La obra es un encargo de la dirección del Festival y del Instituto Valenciano de la Música en cuya concepción, composición y ejecución ha contado con total libertad. Como explicó el propio autor, la composición es un peregrinaje a través de siete estancias, siete espacios-tiempo que surcan un itinerario a través de imágenes poético-sonoras marcadas por ideas que van desde el desierto hasta la escritura.
Libro de las estancias es una reflexión sobre las dos miradas, los dos mundos que se han dado en nuestra cultura: España y Al-Andalus. Pero también contiene dos ficciones. La primera se basa en los libros plúmbeos del Sacromonte, incluyendo el célebre pergamino de la Torre Turpiana; es la ficción de un pasado mítico-religioso en que, según el compositor, parecen convivir islam y cristianismo. La otra ficción se sostiene sobre la creación del mito de la presencia de Santiago en tierras gallegas.
Sánchez-Verdú, que lleva más de diez años investigando en la fusión de músicas desde una mirada contemporánea, tuvo claro desde un primer momento la estructura de su trabajo. Siete estancias: el desierto, el plomo, la memoria, la piedra, el laberinto, el alabastro y la escritura. Y luego de la segunda y quinta estancias sendos interludios.
Planteamiento original
Hasta aquí el planteamiento digamos, teórico, del originalísimo y complicadísimo trabajo de Sánchez-Verdú. Pero claro, sobre un papel pautado con pentagramas se puede escribir cualquier cosa, el problema es levantar esas notas y hacerlo con la precisión de relojero suizo.
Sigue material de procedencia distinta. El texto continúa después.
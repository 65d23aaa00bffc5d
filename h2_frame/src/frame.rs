// Copyright (c) 2023 Huawei Device Co., Ltd.
// Licensed under the Apache License, Version 2.0 (the "License");
// you may not use this file except in compliance with the License.
// You may obtain a copy of the License at
//
//     http://www.apache.org/licenses/LICENSE-2.0
//
// Unless required by applicable law or agreed to in writing, software
// distributed under the License is distributed on an "AS IS" BASIS,
// WITHOUT WARRANTIES OR CONDITIONS OF ANY KIND, either express or implied.
// See the License for the specific language governing permissions and
// limitations under the License.

//! Typed HTTP/2 frames. The connection layer decodes wire bytes into these
//! values before they reach the multiplexer and encodes them again on the
//! way out; nothing here touches the wire format itself.

/// A stream identifier: an unsigned 31-bit integer. `0` addresses the
/// connection itself (the root stream) and never a child stream. Peer
/// streams arrive with an identifier already attached; locally-created
/// streams receive theirs lazily, at their first flushed frame.
pub type StreamId = u32;

// Flag bits, shared across the frame types that define them. ACK reuses
// the END_STREAM bit position on SETTINGS and PING.
const FLAG_END_STREAM: u8 = 0x01;
const FLAG_ACK: u8 = 0x01;
const FLAG_END_HEADERS: u8 = 0x04;
const FLAG_PADDED: u8 = 0x08;

/// The flag octet of a frame. Which bits mean anything depends on the
/// frame type; the multiplexer itself only ever looks at END_STREAM and
/// ACK.
#[derive(Clone)]
pub struct FrameFlags(u8);

impl FrameFlags {
    /// Wraps a raw flag octet.
    pub fn new(flags: u8) -> Self {
        Self(flags)
    }

    /// A flag octet with every bit clear.
    pub fn empty() -> Self {
        Self(0)
    }

    fn toggle(&mut self, bit: u8, on: bool) {
        if on {
            self.0 |= bit;
        } else {
            self.0 &= !bit;
        }
    }

    /// Whether the sender promised no further frames on this stream.
    pub fn is_end_stream(&self) -> bool {
        self.0 & FLAG_END_STREAM != 0
    }

    /// Whether this frame carries a complete header block.
    pub fn is_end_headers(&self) -> bool {
        self.0 & FLAG_END_HEADERS != 0
    }

    /// Whether the payload was followed by padding on the wire.
    pub fn is_padded(&self) -> bool {
        self.0 & FLAG_PADDED != 0
    }

    /// Whether this SETTINGS or PING frame acknowledges an earlier one.
    pub fn is_ack(&self) -> bool {
        self.0 & FLAG_ACK != 0
    }

    /// The raw flag octet.
    pub fn bits(&self) -> u8 {
        self.0
    }

    /// Sets or clears the END_STREAM bit.
    pub fn set_end_stream(&mut self, end_stream: bool) {
        self.toggle(FLAG_END_STREAM, end_stream);
    }

    /// Sets or clears the END_HEADERS bit.
    pub fn set_end_headers(&mut self, end_headers: bool) {
        self.toggle(FLAG_END_HEADERS, end_headers);
    }
}

/// One frame as the multiplexer sees it: the stream identifier it
/// addresses, its flag octet, and a typed payload. Frames are what the
/// multiplexer consumes from and emits to the connection layer, in both
/// directions.
#[derive(Clone)]
pub struct Frame {
    id: StreamId,
    flags: FrameFlags,
    payload: Payload,
}

impl Frame {
    /// Assembles a frame from its parts.
    pub fn new(id: StreamId, flags: FrameFlags, payload: Payload) -> Self {
        Self { id, flags, payload }
    }

    /// The stream this frame addresses; `0` is the root stream.
    pub fn stream_id(&self) -> StreamId {
        self.id
    }

    /// Replaces the stream identifier. The multiplexer uses this when a
    /// locally-created stream gets its identifier at first flush, after
    /// its frames were already queued.
    pub fn set_stream_id(&mut self, id: StreamId) {
        self.id = id;
    }

    /// The flag octet.
    pub fn flags(&self) -> &FrameFlags {
        &self.flags
    }

    /// The typed payload.
    pub fn payload(&self) -> &Payload {
        &self.payload
    }
}

/// The typed payload of a frame, one variant per frame type the
/// multiplexer understands. PUSH_PROMISE and CONTINUATION never reach the
/// multiplexer (push is not negotiated and header fragments are joined by
/// the codec), so they have no variant.
#[derive(Clone)]
pub enum Payload {
    /// A header block opening or trailing a stream.
    Headers(Headers),
    /// Stream payload bytes; the only kind charged against flow control.
    Data(Data),
    /// Sender-advised priority; passes through the multiplexer untouched.
    Priority(Priority),
    /// Immediate stream termination.
    RstStream(RstStream),
    /// Root-stream liveness probe.
    Ping(Ping),
    /// Root-stream configuration parameters.
    Settings(Settings),
    /// Orderly connection shutdown announcement.
    Goaway(Goaway),
    /// A flow-control credit grant.
    WindowUpdate(WindowUpdate),
}

impl Payload {
    /// The frame type this payload belongs to.
    pub fn frame_type(&self) -> FrameType {
        match self {
            Payload::Headers(_) => FrameType::Headers,
            Payload::Data(_) => FrameType::Data,
            Payload::Priority(_) => FrameType::Priority,
            Payload::Ping(_) => FrameType::Ping,
            Payload::RstStream(_) => FrameType::RstStream,
            Payload::Settings(_) => FrameType::Settings,
            Payload::Goaway(_) => FrameType::Goaway,
            Payload::WindowUpdate(_) => FrameType::WindowUpdate,
        }
    }

    /// The DATA payload, if this is a DATA frame.
    pub fn as_data(&self) -> Option<&Data> {
        if let Payload::Data(data) = self {
            Some(data)
        } else {
            None
        }
    }
}

/// Frame types by their RFC 9113 type codes.
#[derive(PartialEq, Eq, Debug)]
pub enum FrameType {
    Data = 0x0,
    Headers = 0x1,
    Priority = 0x2,
    RstStream = 0x03,
    Settings = 0x4,
    Ping = 0x6,
    Goaway = 0x7,
    WindowUpdate = 0x8,
}

/// An already-decoded header block. Field compression is the codec's
/// concern, so fields arrive here as plain name/value pairs; the
/// multiplexer treats the block as opaque and forwards it to the child
/// stream unchanged. Header bytes never count against flow control.
#[derive(Clone)]
pub struct Headers {
    fields: Vec<(String, String)>,
}

impl Headers {
    /// A header block from decoded field pairs.
    pub fn new(fields: Vec<(String, String)>) -> Self {
        Self { fields }
    }

    /// A header block with no fields.
    pub fn empty() -> Self {
        Self { fields: Vec::new() }
    }

    /// The decoded field pairs, in wire order.
    pub fn fields(&self) -> &[(String, String)] {
        &self.fields
    }
}

/// The payload bytes of a DATA frame, padding already stripped. The byte
/// count of a DATA payload is exactly what the multiplexer charges to a
/// child stream's flow-control gauge while the frame sits in its outbound
/// queue.
#[derive(Clone)]
pub struct Data {
    data: Vec<u8>,
}

impl Data {
    /// Wraps payload bytes.
    pub fn new(data: Vec<u8>) -> Self {
        Self { data }
    }

    /// The payload bytes.
    pub fn data(&self) -> &[u8] {
        &self.data
    }

    /// How many payload bytes this frame carries.
    pub fn size(&self) -> usize {
        self.data.len()
    }
}

/// Immediate stream termination. The multiplexer synthesizes exactly one
/// `RST_STREAM(CANCEL)` per locally-closed stream; inbound resets are
/// routed to the addressed child like any other stream frame, with closure
/// itself driven by the terminal lifecycle event.
#[derive(Clone)]
pub struct RstStream {
    error_code: u32,
}

impl RstStream {
    /// A reset carrying the given error code.
    pub fn new(error_code: u32) -> Self {
        Self { error_code }
    }

    /// The raw error code.
    pub fn error_code(&self) -> u32 {
        self.error_code
    }

    /// Whether this reset carries `NO_ERROR`.
    pub fn is_no_error(&self) -> bool {
        self.error_code == 0
    }
}

/// Sender-advised stream priority. PRIORITY frames may address any
/// identifier but never create or touch a stream; the multiplexer passes
/// them through in both directions.
#[derive(Clone)]
pub struct Priority {
    exclusive: bool,
    stream_dependency: u32,
    weight: u8,
}

impl Priority {
    /// A priority advice from its parts.
    pub fn new(exclusive: bool, stream_dependency: u32, weight: u8) -> Self {
        Self {
            exclusive,
            stream_dependency,
            weight,
        }
    }

    /// Whether the dependency is exclusive.
    pub fn is_exclusive(&self) -> bool {
        self.exclusive
    }

    /// The stream this one is declared to depend on.
    pub fn stream_dependency(&self) -> u32 {
        self.stream_dependency
    }

    /// The declared weight.
    pub fn weight(&self) -> u8 {
        self.weight
    }
}

/// A root-stream liveness probe. PING frames pass through the multiplexer
/// unchanged; answering them is the connection layer's job.
#[derive(Clone)]
pub struct Ping {
    /// The eight opaque bytes echoed back by the acknowledgement.
    pub data: [u8; 8],
}

impl Ping {
    /// A probe carrying the given opaque bytes.
    pub fn new(data: [u8; 8]) -> Self {
        Self { data }
    }

    /// The opaque bytes.
    pub fn data(&self) -> [u8; 8] {
        self.data
    }

    /// The acknowledgement frame echoing this probe.
    pub fn ack(self) -> Frame {
        Frame::new(0, FrameFlags::new(0x1), Payload::Ping(self))
    }
}

/// An orderly connection shutdown announcement. The multiplexer records an
/// inbound GOAWAY (refusing new locally-initiated streams from then on)
/// and passes the frame through; it is never delivered to a child stream
/// and no per-stream closure is synthesized from it.
#[derive(Clone)]
pub struct Goaway {
    error_code: u32,
    last_stream_id: StreamId,
    debug_data: Vec<u8>,
}

impl Goaway {
    /// A shutdown announcement from its parts.
    pub fn new(error_code: u32, last_stream_id: StreamId, debug_data: Vec<u8>) -> Self {
        Self {
            error_code,
            last_stream_id,
            debug_data,
        }
    }

    /// The highest stream identifier the sender may still process.
    pub fn last_stream_id(&self) -> StreamId {
        self.last_stream_id
    }

    /// The raw error code.
    pub fn error_code(&self) -> u32 {
        self.error_code
    }

    /// Free-form diagnostic bytes.
    pub fn debug_data(&self) -> &[u8] {
        &self.debug_data
    }
}

/// A flow-control credit grant. On a child stream the multiplexer emits
/// one whenever the reported inbound window falls to half its target or
/// less, restoring the window to the target; root-stream grants pass
/// through untouched.
#[derive(Clone)]
pub struct WindowUpdate {
    window_size_increment: u32,
}

impl WindowUpdate {
    /// A grant of the given number of bytes.
    pub fn new(window_size_increment: u32) -> Self {
        Self {
            window_size_increment,
        }
    }

    /// How many bytes of credit this grant adds.
    pub fn increment(&self) -> u32 {
        self.window_size_increment
    }
}

/// Root-stream configuration parameters. The multiplexer does not
/// negotiate settings (that is the connection layer's business); the type
/// exists so SETTINGS frames can traverse it unchanged.
#[derive(Clone)]
pub struct Settings {
    settings: Vec<Setting>,
}

impl Settings {
    /// A SETTINGS payload from a parameter list.
    pub fn new(settings: Vec<Setting>) -> Self {
        Self { settings }
    }

    /// The parameters, in the order they were listed.
    pub fn settings(&self) -> &[Setting] {
        &self.settings
    }

    /// An empty acknowledgement frame for a received SETTINGS.
    pub fn ack() -> Frame {
        Frame::new(
            0,
            FrameFlags::new(0x1),
            Payload::Settings(Settings::new(vec![])),
        )
    }
}

/// A single SETTINGS parameter.
#[derive(Clone, PartialEq, Eq, Debug)]
pub enum Setting {
    /// SETTINGS_HEADER_TABLE_SIZE (0x01).
    HeaderTableSize(u32),
    /// SETTINGS_ENABLE_PUSH (0x02).
    EnablePush(bool),
    /// SETTINGS_MAX_CONCURRENT_STREAMS (0x03).
    MaxConcurrentStreams(u32),
    /// SETTINGS_INITIAL_WINDOW_SIZE (0x04).
    InitialWindowSize(u32),
    /// SETTINGS_MAX_FRAME_SIZE (0x05).
    MaxFrameSize(u32),
    /// SETTINGS_MAX_HEADER_LIST_SIZE (0x06).
    MaxHeaderListSize(u32),
}

impl Setting {
    /// The wire identifier of this parameter.
    pub fn setting_identifier(&self) -> u16 {
        match self {
            Setting::HeaderTableSize(_) => 0x01,
            Setting::EnablePush(_) => 0x02,
            Setting::MaxConcurrentStreams(_) => 0x03,
            Setting::InitialWindowSize(_) => 0x04,
            Setting::MaxFrameSize(_) => 0x05,
            Setting::MaxHeaderListSize(_) => 0x06,
        }
    }
}

/// Assembles a SETTINGS payload parameter by parameter.
pub struct SettingsBuilder {
    settings: Vec<Setting>,
}

impl SettingsBuilder {
    /// An empty builder.
    pub fn new() -> Self {
        Self { settings: vec![] }
    }

    fn with(mut self, setting: Setting) -> Self {
        self.settings.push(setting);
        self
    }

    /// Adds SETTINGS_HEADER_TABLE_SIZE.
    pub fn header_table_size(self, size: u32) -> Self {
        self.with(Setting::HeaderTableSize(size))
    }

    /// Adds SETTINGS_ENABLE_PUSH.
    pub fn enable_push(self, is_enable: bool) -> Self {
        self.with(Setting::EnablePush(is_enable))
    }

    /// Adds SETTINGS_MAX_CONCURRENT_STREAMS.
    pub fn max_concurrent_streams(self, num: u32) -> Self {
        self.with(Setting::MaxConcurrentStreams(num))
    }

    /// Adds SETTINGS_INITIAL_WINDOW_SIZE.
    pub fn initial_window_size(self, size: u32) -> Self {
        self.with(Setting::InitialWindowSize(size))
    }

    /// Adds SETTINGS_MAX_FRAME_SIZE.
    pub fn max_frame_size(self, size: u32) -> Self {
        self.with(Setting::MaxFrameSize(size))
    }

    /// Adds SETTINGS_MAX_HEADER_LIST_SIZE.
    pub fn max_header_list_size(self, size: u32) -> Self {
        self.with(Setting::MaxHeaderListSize(size))
    }

    /// Finishes the payload.
    pub fn build(self) -> Settings {
        Settings::new(self.settings)
    }
}

impl Default for SettingsBuilder {
    fn default() -> Self {
        Self::new()
    }
}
El espacio, la música, la voz y los colores son los protagonistas de la obra. El espacio fue el cubo perfecto con cuatro hercúleas columnas de alabastro de fuste cilíndrico que surgen del suelo y ascienden hasta que la nuca tropieza con las cervicales. En un extremo de una diagonal ideal está Carlos Mena, contratenor, de pie, casi levitando; en el otro extremo Marcel Pérès, la voz árabe, sentado y con una impoluta chilaba blanca. Entre ambos, en la cara del cubo más cercana Mena, un grupo de cuerda metal dirigido por Joan Cerveró y, en la cara adyacente otro grupo de músicos dirigidos por el propio Sánchez-Verdú, ambos conjuntos pertenecientes a la orquesta ciudad de Granada. En el extremo de la otra diagonal se situó el piano al que la madrileña Isabel Puente le arrancó sonidos inauditos percutiendo con fuerza el teclado y el interior y ello, a pesar de su frágil figura.
A partir de aquí, música muy piano, la voz ronca de los grandes muebles de la cuerda, violonchelo, contrabajos; también de las violas y fogonazos metálicos de trompas, trombones y trompetas. Los coros susurran, arrastran la voz, sugieren más que vocalizan los textos. Poca luz incluso sobre los atriles. Mucho silencio y dos mundos encontrados, contrapuestos y, a veces, también complementarios: el cristiano con la voz canónica del contratenor y el musulmán con la plegaria lastimera de almuédano de Marcel. La luz asciende por las caras del cubo en estratos que van del verde al blanco. Y el público (al que se le había entregado unos patucos para que no hicieran ruido) deambulaba libremente por todo el novedosísimo ámbito musical creado por el compositor.
A estos espectáculos hay que ir sin prejuicios. Hay que dejarse llevar por las sensaciones. Hay que sentir más que entender. Y les aseguro que se sintió la historia de dos pueblos a veces unidos por el desencuentro. Si me permiten la antítesis. Un auténtico placer.